Inclusion Criteria for the study was (i) chronic periodontitis patients with probing pocket depth (PPD) >5 mm and CAL >4 mm, (ii) systemically healthy patients, and (iii) patients not receiving any antibiotic therapy or had not received any periodontal therapy 12 months before the study. Exclusion criteria were patients with aggressive periodontists, pregnant and lactating females, smokers and tobacco chewers, and previous history of allergic reaction to the use of any kind of dye.

Study design and parameters evaluated

The present study was a randomized, single-blind, controlled clinical trial.
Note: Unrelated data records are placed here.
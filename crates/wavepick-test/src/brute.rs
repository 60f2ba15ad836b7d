//! Exhaustive reference search.

use wavepick_core::{ProblemInstance, WaveSelection};

/// Best wave found by exhaustive search.
#[derive(Debug, Clone, PartialEq)]
pub struct BruteForceBest {
    pub ratio: f64,
    pub selection: WaveSelection,
}

/// Tries every order subset against every non-empty aisle subset.
///
/// Returns `None` when no feasible wave exists. Only usable for instances
/// with a handful of orders and aisles.
pub fn brute_force_best(instance: &ProblemInstance) -> Option<BruteForceBest> {
    search(instance, |_| true)
}

/// Like [`brute_force_best`], but every selected order must itself have a
/// unit count within the instance bounds.
pub fn brute_force_best_per_order(instance: &ProblemInstance) -> Option<BruteForceBest> {
    let range = instance.lower_bound()..=instance.upper_bound();
    search(instance, |order| range.contains(&instance.order_units(order)))
}

fn search(
    instance: &ProblemInstance,
    order_allowed: impl Fn(usize) -> bool,
) -> Option<BruteForceBest> {
    let orders = instance.order_count();
    let aisles = instance.aisle_count();
    assert!(
        orders + aisles <= 20,
        "instance too large for exhaustive search"
    );

    let mut best: Option<BruteForceBest> = None;
    for aisle_mask in 1u32..(1 << aisles) {
        for order_mask in 1u32..(1 << orders) {
            if !members(order_mask, orders).all(&order_allowed) {
                continue;
            }
            let selection =
                WaveSelection::new(members(order_mask, orders), members(aisle_mask, aisles));
            if !instance.is_feasible(&selection) {
                continue;
            }
            let ratio = instance.evaluate(&selection).ratio;
            if best.as_ref().map_or(true, |b| ratio > b.ratio) {
                best = Some(BruteForceBest { ratio, selection });
            }
        }
    }
    best
}

fn members(mask: u32, len: usize) -> impl Iterator<Item = usize> {
    (0..len).filter(move |&i| mask & (1 << i) != 0)
}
Randomization was performed by the lottery method, and patients were equally divided into two groups; the control group: (SRP only) and the test Group (PDT + SRP). Randomization process was done after the examiner was calibrated and before SRP. Clinical and microbial analysis was done at baseline and after 6 months.

Clinical parameters which were evaluated at baseline and 6-month follow-up were plaque index (PI),[23] bleeding on probing (BOP), PPD, and CAL. PPD was primary outcome variable and recorded using a University of North Carolina no. 15 periodontal probe (Hu-Friedy®) and a custom-made acrylic stent was used to standardize the measurement of site-specific PPD. CAL was calculated as the distance between the cementoenamel junction and base of the periodontal pocket. BOP was examined based on the presence or absence of bleeding after 30 s.[24] After examination, all the patients received through instrumentation of the root surface using both hand instruments (Gracey Curettes; Hu-Friedy) and ultrasonic device.

Laser parameters

The laser system used in the present study was diode laser (GaAlAs) with wavelength of 810 nm. Laser was applied in a continuous mode with a power of 0.8 Watts and irradiation time of 60 s. Total energy produced was 5.4 J/cm2.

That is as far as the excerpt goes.